START RECORDED INFORMATION

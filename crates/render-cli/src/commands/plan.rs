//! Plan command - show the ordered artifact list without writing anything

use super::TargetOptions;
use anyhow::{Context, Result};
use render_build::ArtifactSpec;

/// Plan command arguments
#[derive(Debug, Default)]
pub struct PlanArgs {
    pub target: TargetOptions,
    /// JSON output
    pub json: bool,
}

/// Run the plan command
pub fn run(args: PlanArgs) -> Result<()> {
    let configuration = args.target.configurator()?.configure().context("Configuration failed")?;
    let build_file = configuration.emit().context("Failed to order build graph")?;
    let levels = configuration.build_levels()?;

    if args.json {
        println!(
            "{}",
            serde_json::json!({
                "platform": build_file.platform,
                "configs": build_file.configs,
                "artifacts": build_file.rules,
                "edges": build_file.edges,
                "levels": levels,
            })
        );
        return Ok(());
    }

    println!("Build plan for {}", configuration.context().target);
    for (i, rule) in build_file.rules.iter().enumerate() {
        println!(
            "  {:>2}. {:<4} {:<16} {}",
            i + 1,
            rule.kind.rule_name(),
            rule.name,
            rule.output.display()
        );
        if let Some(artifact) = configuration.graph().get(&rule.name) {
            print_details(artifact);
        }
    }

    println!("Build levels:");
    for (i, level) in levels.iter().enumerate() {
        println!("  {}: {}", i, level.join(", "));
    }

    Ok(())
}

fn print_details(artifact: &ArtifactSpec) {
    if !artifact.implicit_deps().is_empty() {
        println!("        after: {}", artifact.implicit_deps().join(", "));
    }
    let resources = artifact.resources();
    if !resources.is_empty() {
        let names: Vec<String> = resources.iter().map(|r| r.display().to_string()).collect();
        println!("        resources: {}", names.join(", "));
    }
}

END RECORDED INFORMATION

ACTIVITY: Each entry in the data should be restated exactly as it was written.

ANSWER SECTION:
filename crates/render-cli/src/commands/plan.rs
//! Plan command - show the ordered artifact list without writing anything

use super::TargetOptions;
use anyhow::{Context, Result};
use render_build::ArtifactSpec;

/// Plan command arguments
#[derive(Debug, Default)]
pub struct PlanArgs {
    pub target: TargetOptions,
    /// JSON output
    pub json: bool,
}

/// Run the plan command
pub fn run(args: PlanArgs) -> Result<()> {
    let configuration = args.target.configurator()?.configure().context("Configuration failed")?;
    let build_file = configuration.emit().context("Failed to order build graph")?;
    let levels = configuration.build_levels()?;

    if args.json {
        println!(
            "{}",
            serde_json::json!({
                "platform": build_file.platform,
                "configs": build_file.configs,
                "artifacts": build_file.rules,
                "edges": build_file.edges,
                "levels": levels,
            })
        );
        return Ok(());
    }

    println!("Build plan for {}", configuration.context().target);
    for (i, rule) in build_file.rules.iter().enumerate() {
        println!(
            "  {:>2}. {:<4} {:<16} {}",
            i + 1,
            rule.kind.rule_name(),
            rule.name,
            rule.output.display()
        );
        if let Some(artifact) = configuration.graph().get(&rule.name) {
            print_details(artifact);
        }
    }

    println!("Build levels:");
    for (i, level) in levels.iter().enumerate() {
        println!("  {}: {}", i, level.join(", "));
    }

    Ok(())
}

fn print_details(artifact: &ArtifactSpec) {
    if !artifact.implicit_deps().is_empty() {
        println!("        after: {}", artifact.implicit_deps().join(", "));
    }
    let resources = artifact.resources();
    if !resources.is_empty() {
        let names: Vec<String> = resources.iter().map(|r| r.display().to_string()).collect();
        println!("        resources: {}", names.join(", "));
    }
}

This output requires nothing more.